What you should do | If a line in the entries below holds the string "hashes", copy it.

Source data Block Start

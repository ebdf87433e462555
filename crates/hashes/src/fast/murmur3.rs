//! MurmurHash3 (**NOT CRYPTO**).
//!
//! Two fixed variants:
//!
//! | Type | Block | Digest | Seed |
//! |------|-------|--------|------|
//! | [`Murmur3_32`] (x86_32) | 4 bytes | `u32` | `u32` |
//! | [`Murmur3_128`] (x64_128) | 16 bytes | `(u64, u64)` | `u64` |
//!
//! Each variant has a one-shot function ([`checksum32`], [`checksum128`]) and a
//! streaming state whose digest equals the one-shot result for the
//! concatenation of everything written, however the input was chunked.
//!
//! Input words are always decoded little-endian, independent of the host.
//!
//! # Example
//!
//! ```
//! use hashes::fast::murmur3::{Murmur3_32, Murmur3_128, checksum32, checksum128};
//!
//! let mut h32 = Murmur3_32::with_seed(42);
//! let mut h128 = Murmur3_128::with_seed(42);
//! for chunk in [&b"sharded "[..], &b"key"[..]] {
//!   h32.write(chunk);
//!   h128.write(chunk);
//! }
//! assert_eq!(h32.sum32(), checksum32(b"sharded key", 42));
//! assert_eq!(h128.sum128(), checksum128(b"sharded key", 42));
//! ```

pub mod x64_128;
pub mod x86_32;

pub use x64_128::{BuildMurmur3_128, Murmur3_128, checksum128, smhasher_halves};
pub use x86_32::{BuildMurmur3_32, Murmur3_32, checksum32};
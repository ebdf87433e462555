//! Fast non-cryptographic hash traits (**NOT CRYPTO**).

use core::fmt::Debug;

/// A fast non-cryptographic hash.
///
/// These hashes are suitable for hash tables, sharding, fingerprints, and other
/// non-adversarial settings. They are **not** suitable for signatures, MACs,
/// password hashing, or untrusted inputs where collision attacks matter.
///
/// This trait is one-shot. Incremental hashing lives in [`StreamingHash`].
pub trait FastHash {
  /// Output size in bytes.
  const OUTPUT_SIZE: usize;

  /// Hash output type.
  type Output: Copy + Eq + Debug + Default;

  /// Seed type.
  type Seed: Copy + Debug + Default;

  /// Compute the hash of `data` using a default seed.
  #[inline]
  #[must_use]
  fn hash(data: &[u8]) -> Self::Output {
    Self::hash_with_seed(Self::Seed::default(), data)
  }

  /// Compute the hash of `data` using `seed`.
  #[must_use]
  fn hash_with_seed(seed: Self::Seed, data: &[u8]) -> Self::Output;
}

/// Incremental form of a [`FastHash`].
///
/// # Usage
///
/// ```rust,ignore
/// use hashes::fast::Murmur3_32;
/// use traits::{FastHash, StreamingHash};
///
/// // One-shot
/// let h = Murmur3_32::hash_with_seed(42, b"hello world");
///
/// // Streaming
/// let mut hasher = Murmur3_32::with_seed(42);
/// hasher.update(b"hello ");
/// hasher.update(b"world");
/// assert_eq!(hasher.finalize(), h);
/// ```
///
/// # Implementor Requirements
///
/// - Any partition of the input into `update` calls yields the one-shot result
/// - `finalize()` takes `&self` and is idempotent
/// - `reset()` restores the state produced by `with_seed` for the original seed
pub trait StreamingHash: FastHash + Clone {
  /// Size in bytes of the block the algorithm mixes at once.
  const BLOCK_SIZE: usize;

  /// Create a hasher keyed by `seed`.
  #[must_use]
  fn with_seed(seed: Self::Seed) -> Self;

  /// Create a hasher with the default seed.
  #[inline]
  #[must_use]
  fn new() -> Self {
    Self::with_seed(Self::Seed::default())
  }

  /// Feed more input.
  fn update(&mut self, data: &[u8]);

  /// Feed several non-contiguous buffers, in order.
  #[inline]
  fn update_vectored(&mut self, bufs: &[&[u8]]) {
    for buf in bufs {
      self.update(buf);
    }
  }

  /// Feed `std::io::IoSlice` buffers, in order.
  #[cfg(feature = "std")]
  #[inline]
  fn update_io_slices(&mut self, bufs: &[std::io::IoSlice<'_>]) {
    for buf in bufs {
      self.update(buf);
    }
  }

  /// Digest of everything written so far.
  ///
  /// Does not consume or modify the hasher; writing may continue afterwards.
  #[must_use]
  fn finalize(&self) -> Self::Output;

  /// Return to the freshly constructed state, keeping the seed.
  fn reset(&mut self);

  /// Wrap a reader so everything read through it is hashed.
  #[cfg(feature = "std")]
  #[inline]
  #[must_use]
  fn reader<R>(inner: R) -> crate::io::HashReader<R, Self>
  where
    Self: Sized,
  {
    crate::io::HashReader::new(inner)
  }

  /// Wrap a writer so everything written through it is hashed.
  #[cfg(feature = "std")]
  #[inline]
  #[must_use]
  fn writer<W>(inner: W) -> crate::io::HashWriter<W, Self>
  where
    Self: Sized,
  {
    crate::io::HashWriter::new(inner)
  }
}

Source data Block End
Source data Block Start

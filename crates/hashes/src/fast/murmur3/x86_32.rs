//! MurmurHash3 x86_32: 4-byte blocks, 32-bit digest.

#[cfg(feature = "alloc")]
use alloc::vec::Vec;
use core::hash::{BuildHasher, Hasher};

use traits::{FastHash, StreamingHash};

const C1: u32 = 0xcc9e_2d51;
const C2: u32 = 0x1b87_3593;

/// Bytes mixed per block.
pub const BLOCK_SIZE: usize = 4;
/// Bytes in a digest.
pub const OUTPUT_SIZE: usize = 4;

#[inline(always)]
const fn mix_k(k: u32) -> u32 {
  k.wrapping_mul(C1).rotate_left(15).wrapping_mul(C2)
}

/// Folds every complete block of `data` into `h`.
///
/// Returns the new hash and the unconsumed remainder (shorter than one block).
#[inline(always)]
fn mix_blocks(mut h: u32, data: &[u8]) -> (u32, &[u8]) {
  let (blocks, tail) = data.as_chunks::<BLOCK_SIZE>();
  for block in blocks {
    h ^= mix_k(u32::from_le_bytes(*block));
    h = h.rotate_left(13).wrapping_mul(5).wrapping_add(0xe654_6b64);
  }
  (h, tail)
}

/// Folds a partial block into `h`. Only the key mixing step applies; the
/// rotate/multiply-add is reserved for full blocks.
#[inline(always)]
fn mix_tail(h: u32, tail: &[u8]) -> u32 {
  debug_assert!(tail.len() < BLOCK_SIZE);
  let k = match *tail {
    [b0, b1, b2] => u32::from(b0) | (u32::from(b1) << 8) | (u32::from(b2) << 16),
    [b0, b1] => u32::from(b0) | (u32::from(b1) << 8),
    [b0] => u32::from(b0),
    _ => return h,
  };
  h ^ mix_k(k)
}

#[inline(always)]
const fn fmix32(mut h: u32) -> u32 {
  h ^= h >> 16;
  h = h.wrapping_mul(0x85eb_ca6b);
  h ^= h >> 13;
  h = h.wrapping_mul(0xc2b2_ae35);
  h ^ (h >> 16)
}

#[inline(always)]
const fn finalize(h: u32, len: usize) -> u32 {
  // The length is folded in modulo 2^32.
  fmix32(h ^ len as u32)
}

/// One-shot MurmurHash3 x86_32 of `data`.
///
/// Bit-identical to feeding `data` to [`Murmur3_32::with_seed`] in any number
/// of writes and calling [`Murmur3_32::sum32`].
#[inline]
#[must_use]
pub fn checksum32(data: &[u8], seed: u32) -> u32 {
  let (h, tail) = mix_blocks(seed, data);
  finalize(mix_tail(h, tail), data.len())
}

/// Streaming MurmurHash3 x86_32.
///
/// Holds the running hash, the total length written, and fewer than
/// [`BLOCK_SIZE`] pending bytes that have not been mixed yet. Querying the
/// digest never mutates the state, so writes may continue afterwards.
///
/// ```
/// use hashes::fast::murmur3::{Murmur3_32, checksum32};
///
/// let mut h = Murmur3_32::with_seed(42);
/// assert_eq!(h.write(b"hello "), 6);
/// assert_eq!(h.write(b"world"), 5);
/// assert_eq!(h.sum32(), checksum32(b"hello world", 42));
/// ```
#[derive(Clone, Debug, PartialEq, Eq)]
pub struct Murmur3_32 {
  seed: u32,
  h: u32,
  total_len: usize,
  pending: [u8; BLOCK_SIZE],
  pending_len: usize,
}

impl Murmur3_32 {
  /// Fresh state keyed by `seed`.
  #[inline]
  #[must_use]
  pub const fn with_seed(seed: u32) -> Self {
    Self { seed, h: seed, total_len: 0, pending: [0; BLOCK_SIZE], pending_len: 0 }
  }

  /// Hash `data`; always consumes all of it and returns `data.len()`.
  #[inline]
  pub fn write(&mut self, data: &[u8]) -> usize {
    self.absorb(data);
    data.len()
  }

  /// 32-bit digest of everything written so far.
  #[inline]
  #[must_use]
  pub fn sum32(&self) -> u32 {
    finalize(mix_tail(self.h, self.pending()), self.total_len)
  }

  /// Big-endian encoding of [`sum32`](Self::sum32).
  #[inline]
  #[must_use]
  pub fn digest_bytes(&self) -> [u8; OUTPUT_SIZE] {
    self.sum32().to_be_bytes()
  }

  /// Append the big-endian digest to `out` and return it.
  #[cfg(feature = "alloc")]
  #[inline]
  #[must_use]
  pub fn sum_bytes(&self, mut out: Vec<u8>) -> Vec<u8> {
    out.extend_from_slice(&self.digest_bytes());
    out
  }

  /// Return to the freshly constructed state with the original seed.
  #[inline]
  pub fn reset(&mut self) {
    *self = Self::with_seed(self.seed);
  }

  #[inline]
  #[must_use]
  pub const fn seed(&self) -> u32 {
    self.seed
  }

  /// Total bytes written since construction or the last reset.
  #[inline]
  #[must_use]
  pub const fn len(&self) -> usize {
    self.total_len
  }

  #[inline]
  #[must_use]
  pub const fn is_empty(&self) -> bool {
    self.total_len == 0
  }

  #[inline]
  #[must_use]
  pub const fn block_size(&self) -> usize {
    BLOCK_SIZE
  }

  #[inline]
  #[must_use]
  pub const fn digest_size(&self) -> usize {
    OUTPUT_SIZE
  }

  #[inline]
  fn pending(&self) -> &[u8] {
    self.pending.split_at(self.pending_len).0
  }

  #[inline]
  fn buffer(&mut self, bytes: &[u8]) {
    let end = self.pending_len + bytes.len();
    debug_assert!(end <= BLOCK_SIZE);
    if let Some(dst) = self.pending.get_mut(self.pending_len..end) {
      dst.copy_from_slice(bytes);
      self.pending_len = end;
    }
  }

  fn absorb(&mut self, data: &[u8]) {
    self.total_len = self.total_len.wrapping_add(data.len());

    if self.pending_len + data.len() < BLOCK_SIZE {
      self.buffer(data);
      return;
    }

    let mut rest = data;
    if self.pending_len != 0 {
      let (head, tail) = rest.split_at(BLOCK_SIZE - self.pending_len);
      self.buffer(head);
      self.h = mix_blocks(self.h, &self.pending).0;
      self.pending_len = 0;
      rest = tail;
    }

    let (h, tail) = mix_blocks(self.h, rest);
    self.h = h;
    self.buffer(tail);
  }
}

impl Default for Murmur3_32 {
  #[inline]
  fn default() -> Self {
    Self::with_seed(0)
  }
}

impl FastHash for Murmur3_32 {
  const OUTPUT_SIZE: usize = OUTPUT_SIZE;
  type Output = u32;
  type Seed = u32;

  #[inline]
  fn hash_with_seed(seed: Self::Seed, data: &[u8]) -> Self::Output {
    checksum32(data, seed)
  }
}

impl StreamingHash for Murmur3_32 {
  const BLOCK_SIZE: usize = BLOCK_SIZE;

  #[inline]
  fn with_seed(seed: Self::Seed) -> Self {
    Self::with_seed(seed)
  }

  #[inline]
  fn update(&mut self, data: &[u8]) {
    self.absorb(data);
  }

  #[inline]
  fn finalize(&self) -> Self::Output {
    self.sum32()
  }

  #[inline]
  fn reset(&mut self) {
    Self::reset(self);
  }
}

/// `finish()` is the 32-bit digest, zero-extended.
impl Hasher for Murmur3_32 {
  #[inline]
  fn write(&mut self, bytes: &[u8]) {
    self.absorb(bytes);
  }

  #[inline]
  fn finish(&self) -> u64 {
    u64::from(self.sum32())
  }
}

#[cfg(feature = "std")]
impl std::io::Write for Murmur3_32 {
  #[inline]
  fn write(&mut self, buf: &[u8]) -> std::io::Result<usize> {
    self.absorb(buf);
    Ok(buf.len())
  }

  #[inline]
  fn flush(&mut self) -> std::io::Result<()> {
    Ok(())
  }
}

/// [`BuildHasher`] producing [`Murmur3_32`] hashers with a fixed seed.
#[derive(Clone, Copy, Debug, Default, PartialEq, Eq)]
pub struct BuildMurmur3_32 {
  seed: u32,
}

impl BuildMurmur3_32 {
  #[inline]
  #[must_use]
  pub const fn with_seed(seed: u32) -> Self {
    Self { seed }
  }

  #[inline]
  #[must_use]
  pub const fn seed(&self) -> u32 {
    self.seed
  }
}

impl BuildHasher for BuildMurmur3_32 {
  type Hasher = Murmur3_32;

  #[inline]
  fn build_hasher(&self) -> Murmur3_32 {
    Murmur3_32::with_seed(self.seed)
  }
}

Source data Block End
Source data Block Start

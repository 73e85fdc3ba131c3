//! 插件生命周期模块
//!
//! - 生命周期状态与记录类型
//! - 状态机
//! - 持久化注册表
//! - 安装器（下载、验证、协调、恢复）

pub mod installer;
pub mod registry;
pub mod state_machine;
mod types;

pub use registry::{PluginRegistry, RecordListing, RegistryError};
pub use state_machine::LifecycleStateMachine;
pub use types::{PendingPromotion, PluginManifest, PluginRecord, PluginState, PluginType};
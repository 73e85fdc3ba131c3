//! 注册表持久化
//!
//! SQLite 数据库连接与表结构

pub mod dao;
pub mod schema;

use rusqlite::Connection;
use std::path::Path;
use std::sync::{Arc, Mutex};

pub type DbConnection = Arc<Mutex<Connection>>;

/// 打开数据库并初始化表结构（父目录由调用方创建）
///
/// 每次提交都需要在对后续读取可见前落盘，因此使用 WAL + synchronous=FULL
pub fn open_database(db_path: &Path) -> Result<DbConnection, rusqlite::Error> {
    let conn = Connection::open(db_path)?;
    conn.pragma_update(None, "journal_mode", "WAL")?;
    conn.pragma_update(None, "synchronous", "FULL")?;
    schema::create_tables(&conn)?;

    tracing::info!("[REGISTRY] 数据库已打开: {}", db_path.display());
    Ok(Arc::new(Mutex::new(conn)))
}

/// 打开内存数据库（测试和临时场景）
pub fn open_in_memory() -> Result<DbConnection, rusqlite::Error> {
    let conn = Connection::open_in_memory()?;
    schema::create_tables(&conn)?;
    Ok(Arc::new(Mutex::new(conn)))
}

Source data Block End

Response to the task |
filename crates/hashes/src/fast/murmur3.rs
//! use hashes::fast::murmur3::{Murmur3_32, Murmur3_128, checksum32, checksum128};
/// These hashes are suitable for hash tables, sharding, fingerprints, and other
/// use hashes::fast::Murmur3_32;
filename crates/hashes/src/fast/murmur3/x86_32.rs
/// use hashes::fast::murmur3::{Murmur3_32, checksum32};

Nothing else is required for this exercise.